I'm thinking this is a good idea, but it will of course not be trivial to implement such training. It will grow cheaper and more powerful over time, but at the moment, it ain't. Comparison: look at the credits list of names at the back of the Oblivion game book, and look at the credits list at the end of a mid-size Hollywood movie. Those lists are comparable in terms of number of people, and if you were to compare against a big sci-fi movie, there's probably an equivalent amount of CG production work AND TIME involved. Some big games now take large teams multiple years to create, refine, test.

So I'm writing a proposal about making a virtual world example of the "new campus" for a new building/etc as a demo, with the outer edges being the roads outside campus, and including parking spaces, walkways into the buildings, the exterior and interior of the buildings, and how to get everywhere inside. You'd be able to find offices, classrooms, the auditorium, restrooms, cafeteria/food-court, etc.

An interesting variant on this time is 3D PDF. If you have Acrobat Reader 7 or 8, click HERE to see an interesting example. This does not do the interactive drive-through I want, but it's a possible way to start from the 3D CAD model. Apparently there is a tool available that will take a SketchUp drawing and make a 3D PDF from it...which would be very interesting. Personally I don't like SketchUp, I was able to bend a rectangle into a pretzel in less than 60 seconds when I first test-drove it a year ago, so I threw it out immediately. But the general approach is the right concept.

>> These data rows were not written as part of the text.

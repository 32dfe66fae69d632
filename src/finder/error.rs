//! Custom error types for the word-finder crate.

use thiserror::Error;

/// The primary error type for all operations in this crate.
#[derive(Debug, Error)]
pub enum FinderError {
    /// An error originating from I/O operations while loading input.
    #[error("I/O error: {0:?}")]
    Io(#[from] std::io::Error),

    /// A row does not have the same number of characters as the first row.
    #[error("Ragged matrix: row {row} has {found} characters, expected {expected}")]
    RaggedMatrix {
        row: usize,
        expected: usize,
        found: usize,
    },
}

/// A convenience `Result` type alias using the crate's `FinderError` type.
pub type Result<T> = std::result::Result<T, FinderError>;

With the right kind of fly/walk-through, the relocation from the current campus to new campus (which will involve the entire org) could be a much smoother episode.

And you could imagine adapting this process into teaching a variety of other things. And that new faculty and students are going to expect it as a standard approach...best to lead rather than follow, if the effort can be undertaken at reasonable cost.

All part of the "we need to teach differently" because "they learn differently"...which basically means that chalkboard and flipcharts need to go away, even if that means the teachers have to get replaced, too.

That said, there are undoubtedly things that continue to need to be learned face-to-face, but there are probably plenty of things that don't, and can have some automation work done.

One of the exciting things about Second Life is that you the user can create your own content, kinda like the web, and can use it immediately, and others can see it immediately. If this creation process is easy enough, more folks will do it.

I haven't figured out how that fits into the new campus idea, but suppose that Hyde U instructors could also have a presence in "their office" in the model, and you could voice-chat with them (or at least IM) through the VW? Would that encourage content creation? Do classes evolve from in-person to online? Do we reach the point where in fact the school ceases to have a physical existence at all, and only a virtual one? Could the same mission be achieved? That would certainly be interesting. If everyone is represented by an avatar as opposed to a real face, do you achieve the same teaching result? Do the avatars proxy for you adequately?